First, you can say it was me, no problem.

Second..the firmware lowers error correction on the drive, and leaves it up to the controller(for RAID mode, prevents both the drive and controller fighting about who does the correction).

Also, the drive head doesn't park, so if jostled, damage is easier. The drive uses a varied spin rate instead. Around 5100-5900 RPM.

Secondly, that error correction feature(or lack thereof) is intended for use with RAID controllers, and you bought a board without RAID control, hence my recommendation for green drives.

Yes, that board, and any H61 controller...does not do RAID.


It is also just SATA 3 Gb/s, not SATA 6 Gb/s.



I make recommendations based on deployment. Your deployment is flawed.

Here's the board's product page. Don't worry, next time I won't offer you any help. I guess you won't be doing RAID like you planned either.



> 2x Western Digital 2TB Reds in RAID 1 Array




+




> 4 x SATA 3Gb/s connectors supporting up to 4 SATA 3Gb/s devices




= you FAILED.





http://www.gigabyte.us/products/product-page.aspx?pid=4065#sp

WD REDs in RAID? You bet. As a SINGLE DRIVE? Not that great of an idea...you'll have near zero error correction. mkay?





From this point forth you shall be my example of someone asking for help, doing the opposite, and then running into problems. This is bloody great!  Subb'd!!!  You should have got the AMD rig, and avoided all of these problems, since that platform is much better featured.


----------



## TheMailMan78 (Jan 18, 2013)

MxPhenom 216....... :shadedshu

I mean really, you just threw good money after bad. Why didnt you just get a damn NAS as EVERYONE told you.


----------



## MxPhenom 216 (Jan 18, 2013)

TheMailMan78 said:


> MxPhenom 216....... :shadedshu
> 
> I mean really, you just threw good money after bad. Why didnt you just get a damn NAS as EVERYONE told you.



No one told me to get a NAS lol. I don't know where you have been, but they haven't.


----------



## Bo$$ (Jan 18, 2013)

cadaveca said:


> I guess you won't be doing RAID like you planned either.



you can't do soft raid on these machines?


----------



## cadaveca (Jan 18, 2013)

Bo$$ said:


> you can't do soft raid on these machines?



Of course. 

But...

Not with proper error correction, and  you'll be taking a performance hit, negating the benefits of the RED drives.

If RED drives were good for all situations, they'd have simply replaced the green drives.


----------



## MxPhenom 216 (Jan 18, 2013)

How does an Intel board, regardless of controller, not have RAID abilities. I was under the assumption that any board can do it these days?


----------



## TheMailMan78 (Jan 18, 2013)

MxPhenom 216 said:


> No one told me to get a NAS lol. I don't know where you have been, but they haven't.



I was on TS when you talked about starting the project.

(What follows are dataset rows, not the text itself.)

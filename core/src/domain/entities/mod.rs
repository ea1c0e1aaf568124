//! Domain entities representing core business objects.

pub mod order;
pub mod product;
pub mod token;
pub mod user;

#[cfg(test)]
mod tests;

use chrono::{DateTime, SubsecRound, Utc};

/// Current time truncated to microseconds, the precision `created_at` is stored at
pub(crate) fn now_micros() -> DateTime<Utc> {
    Utc::now().trunc_subsecs(6)
}

// Re-export commonly used types
pub use order::{Order, OrderDetails, OrderStatus, CARD_SUFFIX_LENGTH};
pub use product::{NewProduct, Product};
pub use token::{Claims, JWT_AUDIENCE, JWT_ISSUER};
pub use user::{Role, User};
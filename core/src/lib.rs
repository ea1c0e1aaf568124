//! # Storefront Core
//!
//! Core business logic and domain layer for the Storefront backend.
//! This crate contains domain entities, business services, repository interfaces,
//! and error types that form the foundation of the application architecture.

pub mod domain;
pub mod errors;
pub mod repositories;
pub mod services;

// Re-export commonly used types for convenience
pub use domain::{
    AuthResponse, Caller, Claims, NewProduct, Order, OrderDetails, OrderStatus, Product, Role,
    User, UserProfile,
};
pub use errors::{AuthError, DomainError, DomainResult, TokenError, ValidationError};
pub use repositories::{
    InMemoryOrderRepository, InMemoryProductRepository, InMemoryUserRepository, OrderFilter,
    OrderRepository, ProductRepository, UserRepository,
};
pub use services::{
    check_card, AuthService, AuthServiceConfig, CardCheck, OrderService, PasswordHasherTrait,
    ProductService, TokenService, TokenServiceConfig,
};
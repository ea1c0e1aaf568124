//! Domain layer containing business entities and value objects.

pub mod entities;
pub mod value_objects;

// Re-export commonly used domain types
pub use entities::{
    Claims, NewProduct, Order, OrderDetails, OrderStatus, Product, Role, User,
    CARD_SUFFIX_LENGTH, JWT_AUDIENCE, JWT_ISSUER,
};
pub use value_objects::{AuthResponse, Caller, UserProfile};
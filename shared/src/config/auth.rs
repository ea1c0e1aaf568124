//! Authentication configuration

use serde::{Deserialize, Serialize};

const DEFAULT_SECRET: &str = "development-secret-please-change-in-production";

/// JWT authentication configuration
#[derive(Debug, Clone, Deserialize, Serialize)]
pub struct JwtConfig {
    /// JWT secret key for signing tokens
    pub secret: String,

    /// Access token expiry time in seconds
    pub access_token_expiry: i64,

    /// JWT issuer claim
    pub issuer: String,

    /// JWT audience claim
    pub audience: String,
}

impl Default for JwtConfig {
    fn default() -> Self {
        Self {
            secret: String::from(DEFAULT_SECRET),
            access_token_expiry: 86400, // 24 hours
            issuer: String::from("storefront"),
            audience: String::from("storefront-api"),
        }
    }
}

impl JwtConfig {
    /// Create a new JWT configuration with secret
    pub fn new(secret: impl Into<String>) -> Self {
        Self {
            secret: secret.into(),
            ..Default::default()
        }
    }

    /// Create from environment variables
    pub fn from_env() -> Self {
        let defaults = Self::default();
        let secret = std::env::var("JWT_SECRET").unwrap_or(defaults.secret);
        let access_token_expiry = std::env::var("JWT_ACCESS_TOKEN_EXPIRY")
            .ok()
            .and_then(|v| v.parse().ok())
            .unwrap_or(defaults.access_token_expiry);

        Self {
            secret,
            access_token_expiry,
            ..defaults
        }
    }

    /// Set access token expiry in minutes
    pub fn with_access_expiry_minutes(mut self, minutes: i64) -> Self {
        self.access_token_expiry = minutes * 60;
        self
    }

    /// Check if using default secret (security warning)
    pub fn is_using_default_secret(&self) -> bool {
        self.secret == DEFAULT_SECRET
    }
}

/// Self-service sign-up switch
#[derive(Debug, Clone, Deserialize, Serialize)]
pub struct RegistrationConfig {
    pub enabled: bool,
}

impl Default for RegistrationConfig {
    fn default() -> Self {
        Self { enabled: true }
    }
}

impl RegistrationConfig {
    /// `REGISTRATION_ENABLED=false` (or `0`, `no`, `off`) closes sign-up
    pub fn from_env() -> Self {
        let enabled = std::env::var("REGISTRATION_ENABLED")
            .map(|v| parse_flag(&v))
            .unwrap_or(true);
        Self { enabled }
    }
}

fn parse_flag(value: &str) -> bool {
    !matches!(
        value.trim().to_ascii_lowercase().as_str(),
        "false" | "0" | "no" | "off"
    )
}

/// Credentials for an administrator account provisioned at startup
#[derive(Clone, Deserialize, Serialize)]
pub struct AdminBootstrapConfig {
    pub username: String,
    pub password: String,
}

impl AdminBootstrapConfig {
    /// Read `STOREFRONT_ADMIN_USERNAME` / `STOREFRONT_ADMIN_PASSWORD`; both must be set
    pub fn from_env() -> Option<Self> {
        let username = std::env::var("STOREFRONT_ADMIN_USERNAME").ok()?;
        let password = std::env::var("STOREFRONT_ADMIN_PASSWORD").ok()?;
        Some(Self { username, password })
    }
}

impl std::fmt::Debug for AdminBootstrapConfig {
    fn fmt(&self, f: &mut std::fmt::Formatter<'_>) -> std::fmt::Result {
        f.debug_struct("AdminBootstrapConfig")
            .field("username", &self.username)
            .field("password", &"***")
            .finish()
    }
}
//! Product catalogue handlers

use actix_web::{web, HttpResponse};
use validator::Validate;

use sf_core::domain::value_objects::Caller;
use sf_core::repositories::{OrderRepository, ProductRepository, UserRepository};
use sf_core::services::auth::PasswordHasherTrait;

use crate::dto::CreateProductRequest;
use crate::handlers::ApiError;
use crate::middleware::OptionalAuth;
use crate::routes::{parse_id, parse_json};
use crate::state::AppState;

/// GET /api/products
pub async fn list_products<U, H, P, O>(
    state: web::Data<AppState<U, H, P, O>>,
) -> Result<HttpResponse, ApiError>
where
    U: UserRepository + 'static,
    H: PasswordHasherTrait + 'static,
    P: ProductRepository + 'static,
    O: OrderRepository + 'static,
{
    let products = state.product_service.list_products().await?;
    Ok(HttpResponse::Ok().json(products))
}

/// GET /api/products/{id}
pub async fn get_product<U, H, P, O>(
    state: web::Data<AppState<U, H, P, O>>,
    path: web::Path<String>,
) -> Result<HttpResponse, ApiError>
where
    U: UserRepository + 'static,
    H: PasswordHasherTrait + 'static,
    P: ProductRepository + 'static,
    O: OrderRepository + 'static,
{
    let product = state.product_service.get_product(parse_id(&path)).await?;
    Ok(HttpResponse::Ok().json(product))
}

/// POST /api/products (admin only)
pub async fn create_product<U, H, P, O>(
    state: web::Data<AppState<U, H, P, O>>,
    auth: OptionalAuth,
    body: web::Bytes,
) -> Result<HttpResponse, ApiError>
where
    U: UserRepository + 'static,
    H: PasswordHasherTrait + 'static,
    P: ProductRepository + 'static,
    O: OrderRepository + 'static,
{
    // Caller checks take precedence over the body
    Caller::require(auth.caller())?.require_admin()?;
    let request: CreateProductRequest = parse_json(&body)?;
    request.validate()?;

    let product = state
        .product_service
        .create_product(auth.caller(), request.into())
        .await?;

    Ok(HttpResponse::Created().json(product))
}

TWO PEOPLE told you to get a NAS. I even agreed with them saying "I need to get one to back up my wife's laptop automatically so I can stop using an external all the time." Then one guy said it was over kill and he built his own and you were all like "That's what I wanna do!". 

And so the stone of fail rolled on.



MxPhenom 216 said:


> How does an Intel board, regardless of controller, not have RAID abilities. I was under the assumption that any board can do it these days?



You assumed.


----------



## cadaveca (Jan 18, 2013)

MxPhenom 216 said:


> How does an Intel board, regardless of controller, not have RAID abilities. I was under the assumption that any board can do it these days?



Dude..I asked you why you choose that combo...then right after, told you not to get RED drives. FOR THIS EXACT REASON. Then I told you to go research why. Because clearly you weren't listening.

You were pretty confident, so I wasn't gonna burst your bubble. I mean really.. why do I care what you buy? It's not for me.. it's for you. I was just trying to prevent you from some heartache, even, when I recommended the AMD rig in the first place. FM2 platform boards have 6 or 8 drive ports, and support RAID no problem.


----------



## MxPhenom 216 (Jan 18, 2013)

TheMailMan78 said:


> I was on TS when you talked about starting the project. TWO PEOPLE told you to get a NAS. I even agreed with them saying "I need to get one to back up my wife's laptop automatically so I can stop using an external all the time." Then one guy said it was over kill and he built his own and you were all like "That's what I wanna do!".
> 
> And so the stone of fail rolled on.
> 
> ...



No one said get a NAS, everyone just said thats a stupid idea, and not worth it. "You just need more storage, not a server."



cadaveca said:


> Dude..I asked you why you choose that combo...then right after, told you not to get RED drives. FOR THIS EXACT REASON. Then I told you to go research why. Because clearly you weren't listening.
> 
> You were pretty confident, so I wasn't gonna burst your bubble. I mean really.. why do I care what you buy? It's not for me.. it's for you. I was just trying to prevent you from some heartache, even, when I recommended the AMD rig in the first place. FM2 platform boards have 6 or 8 drive ports, and support RAID no problem.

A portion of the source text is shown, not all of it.